第12話

 ドタッ! と音を立てて男が仰向けに倒れる。気を失っていた。まさかここまで上手くいくとは。


「脳筋も程々にしてくれ。気が狂う。」


 すると、扉が開いて学長が入ってきた。軽く手を叩いている。


「お見事。実技試験、十年前の最速タイムに次ぐ速さですね。」


 まぁこんな脳筋、攻撃置いて構えてたら攻略できるもんな。


「貴方の記録は、五秒。因みに最速記録は、一秒未満です。」

「はぁ!?」


 いやいやいや、これがいくら脳筋だとして、瞬殺は無理だろ! 一体どんな化物だよ。


「何はともあれ、合格です。学生証を渡しておきます。」


 学生証を渡された。よーしこれで無事に入学――――て違う!


「待てぃ! さっきとんでもない化物をスルーしようとしましたね学長!」

「ああ、彼ですか。彼の名前は確か……カ……カ? 忘れました。年は取りたくないですねぇ。」


 うわめっちゃ気になるじゃん。絶対調べてやるー!


「学生証に不備がないか、確認しておいて下さい。」


 さっと学生証に目を通す。




 アオ

 年齢 13歳

 性別 女

 出身 ベントゥス

 後見人 サーマル

 備考

 戦闘面に置いては非常に優秀。




 よーし。間違いはな……え?

 もう一度目を通す。いや、流石にそんなことはないよな。うん、あるな。不備しかない。


「あの……。」


 俺が言い終わる前に、学長が一枚の封筒を差し出す。


「忘れる所でした。サーマルさんからのお便りです。私もまだ中は見ていません。」


 すぐに受け取った封筒を開ける。そこにはこんな文面が書かれていた。


『 重要

 無事に入学したようだな。

 急ではあるが、本題に入る。

 魔物には性別がないことはお前も知っているだろう。だが、堂々と、お前が魔物であることを明かすと、入学はできない。

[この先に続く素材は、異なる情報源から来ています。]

//! In-memory backend for unit tests that only need catalog answers or
//! want to inspect the statements the engine sends.

use std::collections::HashMap;
use std::sync::Arc;
use std::time::Duration;

use async_trait::async_trait;

use super::{Backend, CellValue, Dialect, ResultRow, SqlParam, Statement};
use crate::error::DbError;

pub(crate) struct ScriptedBackend {
    dialect: Dialect,
    counts: HashMap<String, i64>,
    rows: Vec<ResultRow>,
    fail: bool,
    executed: Vec<Statement>,
}

impl ScriptedBackend {
    pub(crate) fn new(dialect: Dialect) -> Self {
        Self {
            dialect,
            counts: HashMap::new(),
            rows: Vec::new(),
            fail: false,
            executed: Vec::new(),
        }
    }

    /// Answer catalog lookups whose bound name is `name` with `count`.
    pub(crate) fn with_count(mut self, name: &str, count: i64) -> Self {
        self.counts.insert(name.to_string(), count);
        self
    }

    /// Rows returned for every non-catalog statement.
    pub(crate) fn with_rows(mut self, rows: Vec<ResultRow>) -> Self {
        self.rows = rows;
        self
    }

    pub(crate) fn failing(mut self) -> Self {
        self.fail = true;
        self
    }

    pub(crate) fn executed(&self) -> &[Statement] {
        &self.executed
    }
}

#[async_trait]
impl Backend for ScriptedBackend {
    fn dialect(&self) -> Dialect {
        self.dialect
    }

    async fn fetch_all(&mut self, statement: &Statement) -> Result<Vec<ResultRow>, DbError> {
        self.executed.push(statement.clone());
        if self.fail {
            return Err(DbError::Timeout(Duration::from_secs(15)));
        }
        if statement.sql().contains("pg_catalog.") {
            let name = match statement.params().first() {
                Some(SqlParam::Text(name)) => name.as_str(),
                _ => "",
            };
            let count = self.counts.get(name).copied().unwrap_or(0);
            let columns: Arc<[String]> = vec!["n".to_string()].into();
            return Ok(vec![ResultRow::new(columns, vec![CellValue::Int(count)])]);
        }
        Ok(self.rows.clone())
    }
}
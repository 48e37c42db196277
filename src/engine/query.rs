//! Statement assembly for the two query shapes.
//!
//! Both follow the same skeleton: non-NULL coordinates, strategy
//! pre-filter, optional country filter, `ORDER BY distance_km`, `LIMIT`.
//! Place queries additionally attach the nearest postal code of the same
//! country inside the degree box around each place.

use super::distance::{
    push_degree_box, push_distance_km, push_pairwise_order, push_prefilter, PointColumns,
    SearchSettings,
};
use super::sql::SqlBuilder;
use super::strategy::Strategy;
use crate::db::{PlaceholderStyle, SqlParam, Statement};
use crate::request::DistanceQueryRequest;

pub const POSTAL_OPERATION: &str = "nearest postal-code query";
pub const PLACE_OPERATION: &str = "nearest place query";

const POSTAL_COLUMNS: &str = "countrycode, postalcode, placename, \
     admin1name, admin2name, admin3name, latitude, longitude";

const PLACE_COLUMNS: &str = "g.geonameid, g.name, g.fclass, g.fcode, g.country, \
     g.admin1, g.admin2, g.population, g.latitude, g.longitude";

/// Nearest rows of `postalcodes` to the request point.
pub fn build_postal_query(
    strategy: Strategy,
    style: PlaceholderStyle,
    settings: &SearchSettings,
    request: &DistanceQueryRequest,
) -> Statement {
    let (lat, lon) = (request.latitude(), request.longitude());
    let cols = PointColumns::of(None);
    let mut b = SqlBuilder::new(style);

    b.push_sql(&format!("SELECT {POSTAL_COLUMNS}, "));
    push_distance_km(&mut b, strategy, settings, &cols, lat, lon);
    b.push_sql(" AS distance_km FROM postalcodes");
    b.push_sql(" WHERE latitude IS NOT NULL AND longitude IS NOT NULL AND ");
    push_prefilter(&mut b, strategy, settings, &cols, lat, lon);
    if let Some(country) = request.country() {
        b.push_sql(" AND countrycode = ")
            .push_param(SqlParam::Text(country.to_string()));
    }
    push_order_and_limit(&mut b, request);
    b.finish()
}

/// Nearest rows of `geoname` to the request point, each with the postal
/// code closest to the place itself.
pub fn build_place_query(
    strategy: Strategy,
    style: PlaceholderStyle,
    settings: &SearchSettings,
    request: &DistanceQueryRequest,
) -> Statement {
    let (lat, lon) = (request.latitude(), request.longitude());
    let place = PointColumns::of(Some("g"));
    let mut b = SqlBuilder::new(style);

    b.push_sql(&format!("SELECT {PLACE_COLUMNS}, "));
    push_distance_km(&mut b, strategy, settings, &place, lat, lon);
    b.push_sql(" AS distance_km, ");

    match strategy {
        Strategy::Geodesic(_) | Strategy::GreatCircle => {
            // LATERAL lets the KNN operator walk the GIST index per place
            b.push_sql("pc.postalcode FROM geoname g LEFT JOIN LATERAL (");
            push_nearest_postal_lookup(&mut b, strategy, settings, &place);
            b.push_sql(") pc ON true");
        }
        Strategy::Haversine => {
            // correlated scalar sub-select, understood by MySQL and SQLite
            b.push_sql("(");
            push_nearest_postal_lookup(&mut b, strategy, settings, &place);
            b.push_sql(") AS postalcode FROM geoname g");
        }
    }

    b.push_sql(" WHERE g.latitude IS NOT NULL AND g.longitude IS NOT NULL AND ");
    push_prefilter(&mut b, strategy, settings, &place, lat, lon);
    if let Some(country) = request.country() {
        b.push_sql(" AND g.country = ")
            .push_param(SqlParam::Text(country.to_string()));
    }
    push_order_and_limit(&mut b, request);
    b.finish()
}

/// `SELECT p.postalcode ... LIMIT 1` for the postal code nearest `place`.
fn push_nearest_postal_lookup(
    b: &mut SqlBuilder,
    strategy: Strategy,
    settings: &SearchSettings,
    place: &PointColumns,
) {
    let postal = PointColumns::of(Some("p"));
    b.push_sql(
        "SELECT p.postalcode FROM postalcodes p \
         WHERE p.countrycode = g.country \
         AND p.latitude IS NOT NULL AND p.longitude IS NOT NULL AND ",
    );
    push_degree_box(b, settings, &postal, place);
    b.push_sql(" ORDER BY ");
    match strategy {
        Strategy::Haversine => push_pairwise_order(b, strategy, settings, place, &postal),
        _ => push_pairwise_order(b, strategy, settings, &postal, place),
    }
    b.push_sql(" LIMIT 1");
}

fn push_order_and_limit(b: &mut SqlBuilder, request: &DistanceQueryRequest) {
    b.push_sql(" ORDER BY distance_km LIMIT ")
        .push_param(SqlParam::Int(i64::from(request.limit())));
}
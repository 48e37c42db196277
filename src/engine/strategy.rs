use std::fmt;

use serde::Serialize;

use crate::db::{Capabilities, Dialect, GeodesicProvider, SpatialFamily};

/// How distances are computed and candidates pre-filtered.
#[derive(Debug, Clone, Copy, PartialEq, Eq)]
pub enum Strategy {
    /// `geography` type: `ST_DWithin` containment, `ST_Distance` ordering
    Geodesic(GeodesicProvider),
    /// earthdistance: `earth_box` containment, `earth_distance` ordering
    GreatCircle,
    /// Haversine formula over raw columns with a degree bounding box
    Haversine,
}

impl Strategy {
    /// One-line description shown in the report header.
    pub fn label(&self) -> &'static str {
        match self {
            Strategy::Geodesic(GeodesicProvider::Ganos) => {
                "Ganos/ganos_spatialref (GIST index via ST_DWithin / ST_Distance)"
            }
            Strategy::Geodesic(_) => "PostGIS (GIST index via ST_DWithin / ST_Distance)",
            Strategy::GreatCircle => "earthdistance (GIST index via earth_box / earth_distance)",
            Strategy::Haversine => "Haversine formula (full table scan)",
        }
    }

    /// Short machine-readable name, used in JSON output and logs.
    pub fn name(&self) -> &'static str {
        match self {
            Strategy::Geodesic(_) => "geodesic",
            Strategy::GreatCircle => "great_circle",
            Strategy::Haversine => "haversine",
        }
    }
}

impl fmt::Display for Strategy {
    fn fmt(&self, f: &mut fmt::Formatter<'_>) -> fmt::Result {
        write!(f, "{}", self.name())
    }
}

impl Serialize for Strategy {
    fn serialize<S: serde::Serializer>(&self, serializer: S) -> Result<S::Ok, S::Error> {
        serializer.serialize_str(self.name())
    }
}

/// Pick the strategy for a connection. Geodesic beats great-circle beats
/// Haversine; only PostgreSQL ever gets a spatial strategy.
pub fn select_strategy(capabilities: &Capabilities) -> Strategy {
    if capabilities.dialect != Dialect::Postgres {
        return Strategy::Haversine;
    }
    match capabilities.family {
        SpatialFamily::Geodesic(provider) => Strategy::Geodesic(provider),
        SpatialFamily::GreatCircle => Strategy::GreatCircle,
        SpatialFamily::None => Strategy::Haversine,
    }
}
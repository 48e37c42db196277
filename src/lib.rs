pub mod config;
pub mod db;
pub mod engine;
pub mod error;
pub mod model;
pub mod output;
pub mod request;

 そこで性別を決める必要があったのだが、その時忙しくてな。迷ったものだから、硬貨を投げて決めさせてもらった。

 文句はないよな。

                  サーマル』


 なんだこの態度は〜! くっそー。最強であろうが何であろうが、次会ったときまで首を洗ってろ、このやろー!


「あの……寮へ案内したいのですが……。」


 腹を立てていると、後ろにいる若い男性教師が、真っ青な顔で声をかけてきた。

 渋々ついて行く。




 受付で鍵を受け取った。

 ここの寮は全個室鍵付き、シャワー完備なので、男子寮、女子寮といったものはないらしい。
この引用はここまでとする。